(Collected data)
==========
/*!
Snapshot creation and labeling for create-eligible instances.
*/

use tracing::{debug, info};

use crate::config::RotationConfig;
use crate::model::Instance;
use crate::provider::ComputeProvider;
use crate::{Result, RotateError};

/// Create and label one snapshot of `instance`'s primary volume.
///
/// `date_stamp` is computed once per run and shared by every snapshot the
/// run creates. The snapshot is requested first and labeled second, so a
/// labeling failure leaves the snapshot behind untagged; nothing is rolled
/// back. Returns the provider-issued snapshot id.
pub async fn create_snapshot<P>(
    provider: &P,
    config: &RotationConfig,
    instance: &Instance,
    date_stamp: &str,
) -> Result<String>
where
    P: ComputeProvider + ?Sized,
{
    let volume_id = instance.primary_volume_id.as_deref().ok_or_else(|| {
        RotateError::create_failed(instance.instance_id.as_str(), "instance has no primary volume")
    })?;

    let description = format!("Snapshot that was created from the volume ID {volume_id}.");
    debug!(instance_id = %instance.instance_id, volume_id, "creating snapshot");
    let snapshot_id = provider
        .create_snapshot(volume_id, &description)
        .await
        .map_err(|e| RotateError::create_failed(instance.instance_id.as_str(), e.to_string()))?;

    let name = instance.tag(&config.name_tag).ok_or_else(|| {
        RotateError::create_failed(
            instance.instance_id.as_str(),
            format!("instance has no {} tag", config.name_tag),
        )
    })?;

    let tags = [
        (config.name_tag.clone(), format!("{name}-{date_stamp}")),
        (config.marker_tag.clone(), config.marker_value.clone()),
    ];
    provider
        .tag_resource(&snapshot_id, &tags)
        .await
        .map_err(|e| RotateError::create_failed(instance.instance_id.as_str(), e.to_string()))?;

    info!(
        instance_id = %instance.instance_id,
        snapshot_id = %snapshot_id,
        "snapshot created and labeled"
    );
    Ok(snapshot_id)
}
==========
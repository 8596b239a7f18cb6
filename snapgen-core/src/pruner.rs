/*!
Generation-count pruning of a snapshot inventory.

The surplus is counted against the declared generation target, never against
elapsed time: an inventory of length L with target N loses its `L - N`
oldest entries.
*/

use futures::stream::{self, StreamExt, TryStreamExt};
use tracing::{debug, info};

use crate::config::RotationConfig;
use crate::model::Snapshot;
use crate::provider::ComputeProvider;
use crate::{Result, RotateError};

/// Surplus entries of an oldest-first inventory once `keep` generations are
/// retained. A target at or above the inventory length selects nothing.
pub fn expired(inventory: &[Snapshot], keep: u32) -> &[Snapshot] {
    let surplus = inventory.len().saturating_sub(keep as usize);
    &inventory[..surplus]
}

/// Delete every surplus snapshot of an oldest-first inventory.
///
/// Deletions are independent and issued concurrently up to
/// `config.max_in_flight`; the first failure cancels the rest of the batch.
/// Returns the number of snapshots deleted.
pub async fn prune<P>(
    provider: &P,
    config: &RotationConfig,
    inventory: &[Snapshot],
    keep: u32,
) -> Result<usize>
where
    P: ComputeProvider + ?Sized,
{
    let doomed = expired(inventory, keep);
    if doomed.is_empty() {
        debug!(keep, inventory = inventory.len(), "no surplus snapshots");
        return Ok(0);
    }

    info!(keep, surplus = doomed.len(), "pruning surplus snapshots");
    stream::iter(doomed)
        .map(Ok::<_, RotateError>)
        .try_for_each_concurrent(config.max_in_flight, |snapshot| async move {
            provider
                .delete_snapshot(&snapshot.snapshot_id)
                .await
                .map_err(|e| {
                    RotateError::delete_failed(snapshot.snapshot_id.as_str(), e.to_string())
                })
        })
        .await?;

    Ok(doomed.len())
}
==========
# [Exercise directions]
All lines of the data above that include the word "debug" must be shown.

# [Response]
use tracing::{debug, info};
    debug!(instance_id = %instance.instance_id, volume_id, "creating snapshot");
use tracing::{debug, info};
        debug!(keep, inventory = inventory.len(), "no surplus snapshots");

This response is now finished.